La Constitution ne peut être réformée que par la volonté des premiers contractants. Ils sont seuls les actionnaires de l’entreprise sociale. Tant qu’une terre est vacante, le droit de l’homme a un sens : c’est le droit égal pour tout homme de l’occuper et de défendre ensuite contre tous ce qu’il en a saisi. Mais, quand le sol est approprié, il n’y a de droit que celui des propriétaires du sol.

Voilà la théorie que, même sous la lumière de la Révolution française, formulait un des esprits libres de l’Allemagne. C’est bien l’indice d’un pays où la bourgeoisie industrielle n’a qu’une très faible conscience d’elle-même, de sa force et de son droit.

Mœser triomphait, il est vrai, ou semblait triompher dans la controverse, lorsqu’il constatait que la Révolution française elle-même, par la distinction des citoyens actifs et des citoyens passifs, subordonnait le droit de l’humanité proclamé par elle au droit de la propriété.
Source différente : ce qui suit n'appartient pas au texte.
use crate::config::Config;
use crate::debug_if_enabled;
use std::any::Any;
use std::collections::HashMap;
use std::sync::Arc;
use std::time::{Duration, Instant};
use tracing::{info, warn};

pub type ServiceHandle = Arc<dyn Any + Send + Sync>;

/// Фабрика вспомогательных сервисов по имени
pub trait ServiceFactory: Send {
    fn create_service(&self, name: &str) -> Option<ServiceHandle>;
}

impl<F> ServiceFactory for F
where
    F: Fn(&str) -> Option<ServiceHandle> + Send,
{
    fn create_service(&self, name: &str) -> Option<ServiceHandle> {
        self(name)
    }
}

/// Ленивый кэш сервисов.
///
/// Результат фабрики запоминается навсегда, в том числе `None`:
/// повторный запрос не пытается создать сервис заново.
pub struct ServiceLocator {
    factory: Box<dyn ServiceFactory>,
    services: HashMap<String, Option<ServiceHandle>>,
}

impl ServiceLocator {
    pub fn new(factory: Box<dyn ServiceFactory>) -> Self {
        Self {
            factory,
            services: HashMap::new(),
        }
    }

    pub fn service(&mut self, name: &str) -> Option<ServiceHandle> {
        if let Some(cached) = self.services.get(name) {
            debug_if_enabled!("Сервис '{}' взят из кэша", name);
            return cached.clone();
        }

        let service = self.factory.create_service(name);
        match &service {
            Some(_) => info!("Создан сервис '{}'", name),
            None => warn!("Фабрика не смогла создать сервис '{}'", name),
        }

        self.services.insert(name.to_string(), service.clone());
        service
    }

    #[allow(dead_code)]
    pub fn len(&self) -> usize {
        self.services.len()
    }

    /// Только для завершения сессии
    pub(crate) fn clear(&mut self) {
        self.services.clear();
    }
}

/// Только чтение загруженной конфигурации
#[derive(Debug)]
pub struct SettingsService {
    config: Arc<Config>,
}

impl SettingsService {
    pub fn config(&self) -> &Config {
        &self.config
    }
}

/// Время, прошедшее с начала запуска оболочки
#[derive(Debug)]
pub struct SessionClock {
    started: Instant,
}

impl SessionClock {
    pub fn elapsed(&self) -> Duration {
        self.started.elapsed()
    }
}

/// Встроенные сервисы: "settings" и "session-clock"
pub struct BuiltinServiceFactory {
    config: Arc<Config>,
    started: Instant,
}

impl BuiltinServiceFactory {
    pub fn new(config: Arc<Config>, started: Instant) -> Self {
        Self { config, started }
    }
}

impl ServiceFactory for BuiltinServiceFactory {
    fn create_service(&self, name: &str) -> Option<ServiceHandle> {
        match name {
            "settings" => Some(Arc::new(SettingsService {
                config: Arc::clone(&self.config),
            })),
            "session-clock" => Some(Arc::new(SessionClock {
                started: self.started,
            })),
            _ => None,
        }
    }
}

#[cfg(test)]
mod tests {
    use super::*;
    use std::sync::atomic::{AtomicUsize, Ordering};

    fn counting_factory(counter: Arc<AtomicUsize>, produce: bool) -> Box<dyn ServiceFactory> {
        Box::new(move |_name: &str| -> Option<ServiceHandle> {
            counter.fetch_add(1, Ordering::SeqCst);
            if produce {
                Some(Arc::new(42u32))
            } else {
                None
            }
        })
    }

    #[test]
    fn lookup_is_memoized() {
        let counter = Arc::new(AtomicUsize::new(0));
        let mut locator = ServiceLocator::new(counting_factory(counter.clone(), true));

        let first = locator.service("panel").unwrap();
        let second = locator.service("panel").unwrap();

        assert_eq!(counter.load(Ordering::SeqCst), 1);
        assert!(Arc::ptr_eq(&first, &second));
    }

    #[test]
    fn failed_lookup_is_cached_without_retry() {
        let counter = Arc::new(AtomicUsize::new(0));
        let mut locator = ServiceLocator::new(counting_factory(counter.clone(), false));

        assert!(locator.service("missing").is_none());
        assert!(locator.service("missing").is_none());

        assert_eq!(counter.load(Ordering::SeqCst), 1);
        assert_eq!(locator.len(), 1);
    }

    #[test]
    fn builtin_services_downcast() {
        let config = Arc::new(Config::default());
        let mut locator = ServiceLocator::new(Box::new(BuiltinServiceFactory::new(
            config,
            Instant::now(),
        )));

        let settings = locator.service("settings").unwrap();
        let settings = settings.downcast_ref::<SettingsService>().unwrap();
        assert_eq!(settings.config().startup.initial_workspaces, 4);

        assert!(locator.service("session-clock").unwrap().downcast_ref::<SessionClock>().is_some());
        assert!(locator.service("launcher").is_none());
    }
}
Mais, d’abord, de quel droit confondre un moment de la Révolution avec la Révolution elle-même ? Et surtout comment faire argument contre les Droits de l’homme de l’inconséquence de ceux qui, en les proclamant, ne les réalisaient point tout à fait ? Mais, même sous cette forme limitée et trop exclusive, c’était déjà un immense progrès d’humanité d’abolir la féodalité comme le servage, d’ouvrir à tout homme l’activité infinie, et d’admettre au partage de la souveraineté politique, avec les propriétaires fonciers, toute la bourgeoisie et toute la classe des artisans un peu aisés.

Il fallait que l’Allemagne fût livrée à une prodigieuse langueur politique et sociale pour que Mœser osât aux premières mesures libératrices prises par la Révolution française opposer une conception surannée du droit exclusif et absolu de la propriété territoriale, sous toutes ses formes féodales aussi bien que modernes.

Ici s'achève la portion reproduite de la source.